##### The input
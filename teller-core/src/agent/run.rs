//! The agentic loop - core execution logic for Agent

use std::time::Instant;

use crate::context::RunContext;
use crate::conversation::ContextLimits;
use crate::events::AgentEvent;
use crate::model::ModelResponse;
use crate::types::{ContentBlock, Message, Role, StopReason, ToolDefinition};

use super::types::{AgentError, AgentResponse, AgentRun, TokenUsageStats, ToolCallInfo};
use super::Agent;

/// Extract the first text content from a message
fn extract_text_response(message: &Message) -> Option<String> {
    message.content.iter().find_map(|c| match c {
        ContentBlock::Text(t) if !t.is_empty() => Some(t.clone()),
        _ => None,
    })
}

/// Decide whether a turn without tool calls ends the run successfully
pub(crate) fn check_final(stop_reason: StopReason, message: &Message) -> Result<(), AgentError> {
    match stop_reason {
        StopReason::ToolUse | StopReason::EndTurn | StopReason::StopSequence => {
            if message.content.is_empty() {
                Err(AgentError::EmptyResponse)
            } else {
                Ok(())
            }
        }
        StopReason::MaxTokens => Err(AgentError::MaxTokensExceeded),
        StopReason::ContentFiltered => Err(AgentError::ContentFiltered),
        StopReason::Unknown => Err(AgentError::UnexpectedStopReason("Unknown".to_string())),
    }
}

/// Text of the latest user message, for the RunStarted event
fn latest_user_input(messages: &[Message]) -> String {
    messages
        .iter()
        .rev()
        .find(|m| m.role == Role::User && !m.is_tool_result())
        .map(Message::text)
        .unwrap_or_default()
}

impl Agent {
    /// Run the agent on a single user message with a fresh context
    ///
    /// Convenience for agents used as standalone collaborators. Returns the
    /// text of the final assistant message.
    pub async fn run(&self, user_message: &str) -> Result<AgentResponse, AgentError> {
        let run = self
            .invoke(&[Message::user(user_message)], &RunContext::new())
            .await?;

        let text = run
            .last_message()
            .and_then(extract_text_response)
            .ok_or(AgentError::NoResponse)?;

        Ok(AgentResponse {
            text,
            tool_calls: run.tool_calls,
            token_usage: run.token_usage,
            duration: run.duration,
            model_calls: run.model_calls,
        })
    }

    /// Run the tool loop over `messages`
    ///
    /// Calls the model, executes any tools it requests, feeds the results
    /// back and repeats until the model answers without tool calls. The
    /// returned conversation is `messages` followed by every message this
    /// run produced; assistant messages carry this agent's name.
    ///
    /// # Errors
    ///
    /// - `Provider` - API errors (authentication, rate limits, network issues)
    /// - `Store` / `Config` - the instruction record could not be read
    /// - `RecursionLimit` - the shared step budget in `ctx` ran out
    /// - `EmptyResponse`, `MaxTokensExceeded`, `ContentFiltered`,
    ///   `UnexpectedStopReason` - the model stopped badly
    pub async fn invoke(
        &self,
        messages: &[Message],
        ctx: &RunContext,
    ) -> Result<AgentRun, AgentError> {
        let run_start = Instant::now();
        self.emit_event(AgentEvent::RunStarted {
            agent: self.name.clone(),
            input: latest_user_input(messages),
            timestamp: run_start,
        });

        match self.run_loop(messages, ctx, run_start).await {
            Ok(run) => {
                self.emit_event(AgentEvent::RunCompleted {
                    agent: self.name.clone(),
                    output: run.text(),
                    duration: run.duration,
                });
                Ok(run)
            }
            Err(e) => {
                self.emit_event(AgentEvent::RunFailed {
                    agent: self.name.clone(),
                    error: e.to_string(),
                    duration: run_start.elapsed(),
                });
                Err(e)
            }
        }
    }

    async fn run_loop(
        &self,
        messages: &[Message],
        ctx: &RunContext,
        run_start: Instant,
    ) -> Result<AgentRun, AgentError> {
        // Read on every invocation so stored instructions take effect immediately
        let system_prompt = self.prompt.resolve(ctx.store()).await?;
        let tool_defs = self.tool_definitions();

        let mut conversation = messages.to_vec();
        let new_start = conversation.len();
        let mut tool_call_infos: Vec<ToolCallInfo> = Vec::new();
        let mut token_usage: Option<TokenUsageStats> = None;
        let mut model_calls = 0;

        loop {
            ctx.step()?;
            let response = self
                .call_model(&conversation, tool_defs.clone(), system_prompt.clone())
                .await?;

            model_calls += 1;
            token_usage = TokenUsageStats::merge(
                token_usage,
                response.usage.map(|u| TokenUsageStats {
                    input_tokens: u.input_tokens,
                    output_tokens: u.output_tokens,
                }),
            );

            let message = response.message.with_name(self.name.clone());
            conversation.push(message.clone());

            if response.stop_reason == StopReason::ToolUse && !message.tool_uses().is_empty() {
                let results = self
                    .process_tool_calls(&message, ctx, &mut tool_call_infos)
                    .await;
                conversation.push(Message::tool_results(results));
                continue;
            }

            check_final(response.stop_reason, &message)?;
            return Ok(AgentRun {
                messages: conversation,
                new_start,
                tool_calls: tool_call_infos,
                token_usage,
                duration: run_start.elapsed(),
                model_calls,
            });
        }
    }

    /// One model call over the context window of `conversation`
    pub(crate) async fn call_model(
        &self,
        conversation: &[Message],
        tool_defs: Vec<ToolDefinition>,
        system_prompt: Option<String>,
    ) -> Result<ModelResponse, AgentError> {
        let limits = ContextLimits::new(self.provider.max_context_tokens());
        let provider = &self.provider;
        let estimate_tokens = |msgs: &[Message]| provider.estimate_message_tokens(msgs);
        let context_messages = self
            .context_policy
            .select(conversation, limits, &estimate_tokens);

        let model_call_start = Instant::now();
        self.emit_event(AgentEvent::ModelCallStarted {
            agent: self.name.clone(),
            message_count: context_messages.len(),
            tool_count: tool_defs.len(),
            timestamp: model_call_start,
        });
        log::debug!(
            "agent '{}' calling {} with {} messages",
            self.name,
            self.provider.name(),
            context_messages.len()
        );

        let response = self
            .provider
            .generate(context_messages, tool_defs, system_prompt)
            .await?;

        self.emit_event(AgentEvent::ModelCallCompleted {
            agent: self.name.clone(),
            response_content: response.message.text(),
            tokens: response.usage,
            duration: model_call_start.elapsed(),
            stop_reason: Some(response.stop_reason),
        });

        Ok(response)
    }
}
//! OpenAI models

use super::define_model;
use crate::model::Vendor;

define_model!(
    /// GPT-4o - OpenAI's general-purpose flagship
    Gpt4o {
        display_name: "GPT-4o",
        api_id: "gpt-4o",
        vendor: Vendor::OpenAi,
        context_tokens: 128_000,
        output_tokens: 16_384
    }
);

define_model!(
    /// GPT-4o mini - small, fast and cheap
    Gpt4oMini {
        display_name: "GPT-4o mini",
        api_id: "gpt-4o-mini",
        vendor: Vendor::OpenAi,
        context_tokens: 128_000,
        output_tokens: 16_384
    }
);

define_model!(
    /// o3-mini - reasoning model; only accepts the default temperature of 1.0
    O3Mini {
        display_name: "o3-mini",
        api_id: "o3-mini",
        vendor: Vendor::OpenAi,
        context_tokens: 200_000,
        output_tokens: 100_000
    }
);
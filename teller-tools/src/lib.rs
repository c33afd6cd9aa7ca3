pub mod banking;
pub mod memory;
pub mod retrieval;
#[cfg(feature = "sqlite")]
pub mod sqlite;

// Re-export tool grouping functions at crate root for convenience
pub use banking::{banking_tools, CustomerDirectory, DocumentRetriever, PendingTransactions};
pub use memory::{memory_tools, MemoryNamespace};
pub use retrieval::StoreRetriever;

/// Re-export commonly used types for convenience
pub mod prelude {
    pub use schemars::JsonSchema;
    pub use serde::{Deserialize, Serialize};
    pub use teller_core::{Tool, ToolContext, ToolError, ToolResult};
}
##########
##### The input
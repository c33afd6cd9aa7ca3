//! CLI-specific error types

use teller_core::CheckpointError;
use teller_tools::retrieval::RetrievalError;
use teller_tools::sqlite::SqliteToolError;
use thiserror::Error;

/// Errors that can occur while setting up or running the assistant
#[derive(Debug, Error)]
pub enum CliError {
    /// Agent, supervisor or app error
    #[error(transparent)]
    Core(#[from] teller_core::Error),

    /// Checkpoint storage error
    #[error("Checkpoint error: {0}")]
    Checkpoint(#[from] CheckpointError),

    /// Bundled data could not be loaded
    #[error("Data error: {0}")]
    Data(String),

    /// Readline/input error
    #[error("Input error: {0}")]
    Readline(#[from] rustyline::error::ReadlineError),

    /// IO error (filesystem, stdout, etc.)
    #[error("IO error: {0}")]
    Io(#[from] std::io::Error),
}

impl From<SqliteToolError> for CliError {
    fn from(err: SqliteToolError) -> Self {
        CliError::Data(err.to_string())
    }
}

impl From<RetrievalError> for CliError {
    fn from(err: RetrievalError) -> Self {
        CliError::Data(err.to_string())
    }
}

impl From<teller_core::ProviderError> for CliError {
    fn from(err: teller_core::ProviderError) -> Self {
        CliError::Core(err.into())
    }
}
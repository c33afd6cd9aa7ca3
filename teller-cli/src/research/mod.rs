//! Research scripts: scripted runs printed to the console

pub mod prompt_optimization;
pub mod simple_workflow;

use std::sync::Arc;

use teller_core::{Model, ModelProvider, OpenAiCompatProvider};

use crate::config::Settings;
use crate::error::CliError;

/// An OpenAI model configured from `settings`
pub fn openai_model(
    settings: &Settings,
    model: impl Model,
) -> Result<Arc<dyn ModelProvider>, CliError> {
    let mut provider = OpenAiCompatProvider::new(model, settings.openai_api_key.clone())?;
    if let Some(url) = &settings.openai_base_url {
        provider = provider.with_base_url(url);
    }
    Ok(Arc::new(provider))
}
##########
##### The input
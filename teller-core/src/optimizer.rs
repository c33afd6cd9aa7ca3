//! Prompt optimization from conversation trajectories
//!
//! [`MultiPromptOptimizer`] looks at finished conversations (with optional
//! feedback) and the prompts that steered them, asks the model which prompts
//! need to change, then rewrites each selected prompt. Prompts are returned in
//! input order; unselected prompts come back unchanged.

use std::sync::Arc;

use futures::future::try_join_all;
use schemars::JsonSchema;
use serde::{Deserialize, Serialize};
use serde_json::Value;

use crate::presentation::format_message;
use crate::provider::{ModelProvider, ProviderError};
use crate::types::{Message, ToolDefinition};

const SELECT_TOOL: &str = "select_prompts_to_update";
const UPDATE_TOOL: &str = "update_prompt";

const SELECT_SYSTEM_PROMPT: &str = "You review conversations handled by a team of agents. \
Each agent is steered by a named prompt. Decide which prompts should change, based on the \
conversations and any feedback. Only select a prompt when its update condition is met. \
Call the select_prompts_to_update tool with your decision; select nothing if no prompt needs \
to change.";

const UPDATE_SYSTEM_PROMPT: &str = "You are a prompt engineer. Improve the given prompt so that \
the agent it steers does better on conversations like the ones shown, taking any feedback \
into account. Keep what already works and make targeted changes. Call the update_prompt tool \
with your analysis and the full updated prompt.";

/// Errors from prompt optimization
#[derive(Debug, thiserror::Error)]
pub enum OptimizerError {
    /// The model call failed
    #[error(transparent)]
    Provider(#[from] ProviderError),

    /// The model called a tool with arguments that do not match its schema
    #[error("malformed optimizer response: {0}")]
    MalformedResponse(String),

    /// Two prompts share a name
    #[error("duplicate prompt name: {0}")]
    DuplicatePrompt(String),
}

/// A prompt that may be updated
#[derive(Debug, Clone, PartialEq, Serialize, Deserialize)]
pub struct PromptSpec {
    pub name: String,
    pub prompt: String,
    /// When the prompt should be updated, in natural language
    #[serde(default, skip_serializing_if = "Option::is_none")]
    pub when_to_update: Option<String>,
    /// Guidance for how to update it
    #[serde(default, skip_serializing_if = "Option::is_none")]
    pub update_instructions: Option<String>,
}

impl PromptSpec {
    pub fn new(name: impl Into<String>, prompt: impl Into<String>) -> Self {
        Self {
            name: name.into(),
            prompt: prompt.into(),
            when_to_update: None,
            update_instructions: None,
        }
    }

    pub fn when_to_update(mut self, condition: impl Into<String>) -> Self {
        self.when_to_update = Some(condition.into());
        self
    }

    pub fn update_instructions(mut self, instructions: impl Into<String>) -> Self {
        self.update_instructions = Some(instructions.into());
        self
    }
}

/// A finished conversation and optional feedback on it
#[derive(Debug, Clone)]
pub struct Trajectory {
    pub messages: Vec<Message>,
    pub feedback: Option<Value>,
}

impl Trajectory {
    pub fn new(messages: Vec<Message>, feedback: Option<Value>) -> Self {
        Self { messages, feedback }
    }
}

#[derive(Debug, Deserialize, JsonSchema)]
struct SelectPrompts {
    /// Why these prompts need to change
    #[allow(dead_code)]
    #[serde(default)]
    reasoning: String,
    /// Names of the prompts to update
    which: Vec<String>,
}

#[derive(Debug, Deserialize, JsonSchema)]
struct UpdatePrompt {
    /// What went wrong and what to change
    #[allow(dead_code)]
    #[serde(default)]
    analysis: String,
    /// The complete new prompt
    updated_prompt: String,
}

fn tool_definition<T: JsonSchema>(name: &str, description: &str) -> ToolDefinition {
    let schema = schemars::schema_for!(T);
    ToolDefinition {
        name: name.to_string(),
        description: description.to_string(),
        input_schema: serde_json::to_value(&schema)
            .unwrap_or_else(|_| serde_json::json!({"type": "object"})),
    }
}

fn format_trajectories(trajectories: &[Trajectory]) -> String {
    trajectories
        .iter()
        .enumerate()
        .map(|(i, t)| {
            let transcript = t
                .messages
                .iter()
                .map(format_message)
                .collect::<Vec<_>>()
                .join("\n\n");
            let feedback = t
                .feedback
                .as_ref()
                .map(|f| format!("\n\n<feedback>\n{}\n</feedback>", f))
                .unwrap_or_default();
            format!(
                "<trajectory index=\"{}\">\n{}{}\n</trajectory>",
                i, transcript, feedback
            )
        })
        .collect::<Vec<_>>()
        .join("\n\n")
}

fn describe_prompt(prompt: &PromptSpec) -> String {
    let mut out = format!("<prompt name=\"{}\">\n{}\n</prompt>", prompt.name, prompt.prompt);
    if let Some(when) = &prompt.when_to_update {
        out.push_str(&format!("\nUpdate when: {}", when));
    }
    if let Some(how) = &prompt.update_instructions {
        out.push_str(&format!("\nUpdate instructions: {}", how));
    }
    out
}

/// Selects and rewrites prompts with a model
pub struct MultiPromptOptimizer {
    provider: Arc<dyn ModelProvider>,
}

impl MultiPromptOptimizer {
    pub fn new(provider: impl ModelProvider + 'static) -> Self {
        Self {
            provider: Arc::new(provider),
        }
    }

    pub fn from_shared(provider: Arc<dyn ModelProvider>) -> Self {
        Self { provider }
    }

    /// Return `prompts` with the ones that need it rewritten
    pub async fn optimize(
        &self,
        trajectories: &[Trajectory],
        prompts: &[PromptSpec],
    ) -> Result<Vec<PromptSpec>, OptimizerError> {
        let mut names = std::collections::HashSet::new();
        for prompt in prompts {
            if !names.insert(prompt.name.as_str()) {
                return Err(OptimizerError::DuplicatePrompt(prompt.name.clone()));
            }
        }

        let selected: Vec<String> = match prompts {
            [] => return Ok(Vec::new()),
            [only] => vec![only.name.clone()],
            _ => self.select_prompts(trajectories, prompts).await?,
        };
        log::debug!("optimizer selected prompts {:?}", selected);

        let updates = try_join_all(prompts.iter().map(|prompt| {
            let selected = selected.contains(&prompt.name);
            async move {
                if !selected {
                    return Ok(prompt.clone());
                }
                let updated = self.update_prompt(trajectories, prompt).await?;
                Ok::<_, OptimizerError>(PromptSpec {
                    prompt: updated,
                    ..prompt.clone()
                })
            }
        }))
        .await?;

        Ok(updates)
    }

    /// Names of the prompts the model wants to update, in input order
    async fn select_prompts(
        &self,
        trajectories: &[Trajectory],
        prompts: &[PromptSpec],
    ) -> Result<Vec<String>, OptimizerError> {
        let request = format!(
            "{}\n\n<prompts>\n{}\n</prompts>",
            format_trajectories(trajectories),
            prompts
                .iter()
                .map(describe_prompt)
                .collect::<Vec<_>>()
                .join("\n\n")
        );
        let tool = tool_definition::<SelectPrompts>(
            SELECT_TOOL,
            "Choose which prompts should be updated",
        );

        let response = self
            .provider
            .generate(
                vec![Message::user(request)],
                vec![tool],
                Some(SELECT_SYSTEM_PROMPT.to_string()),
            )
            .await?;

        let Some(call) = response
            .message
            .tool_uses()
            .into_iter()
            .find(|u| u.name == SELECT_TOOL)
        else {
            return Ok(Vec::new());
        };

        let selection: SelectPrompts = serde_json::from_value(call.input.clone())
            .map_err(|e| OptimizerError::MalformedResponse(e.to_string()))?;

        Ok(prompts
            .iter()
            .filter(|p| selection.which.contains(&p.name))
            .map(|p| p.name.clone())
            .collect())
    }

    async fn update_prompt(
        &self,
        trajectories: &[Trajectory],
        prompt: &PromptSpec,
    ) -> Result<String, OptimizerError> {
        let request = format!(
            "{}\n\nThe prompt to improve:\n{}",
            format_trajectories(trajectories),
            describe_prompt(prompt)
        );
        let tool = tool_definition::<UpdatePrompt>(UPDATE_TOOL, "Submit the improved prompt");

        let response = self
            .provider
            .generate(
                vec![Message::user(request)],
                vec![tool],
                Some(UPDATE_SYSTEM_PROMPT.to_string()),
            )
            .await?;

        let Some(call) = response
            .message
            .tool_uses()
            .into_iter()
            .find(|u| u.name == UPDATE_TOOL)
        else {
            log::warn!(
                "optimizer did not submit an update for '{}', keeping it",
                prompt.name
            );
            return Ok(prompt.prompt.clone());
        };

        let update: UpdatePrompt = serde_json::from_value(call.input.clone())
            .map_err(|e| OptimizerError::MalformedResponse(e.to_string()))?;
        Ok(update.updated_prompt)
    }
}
##########
__Exercise instructions__.
In the material above, locate the line containing "filename teller-core/src/agent/run.rs" and the line containing "from a message". Transcribe exactly those two lines and every line between them, and nothing more.

__Answer space__.
filename teller-core/src/agent/run.rs
//! The agentic loop - core execution logic for Agent

use std::time::Instant;

use crate::context::RunContext;
use crate::conversation::ContextLimits;
use crate::events::AgentEvent;
use crate::model::ModelResponse;
use crate::types::{ContentBlock, Message, Role, StopReason, ToolDefinition};

use super::types::{AgentError, AgentResponse, AgentRun, TokenUsageStats, ToolCallInfo};
use super::Agent;

/// Extract the first text content from a message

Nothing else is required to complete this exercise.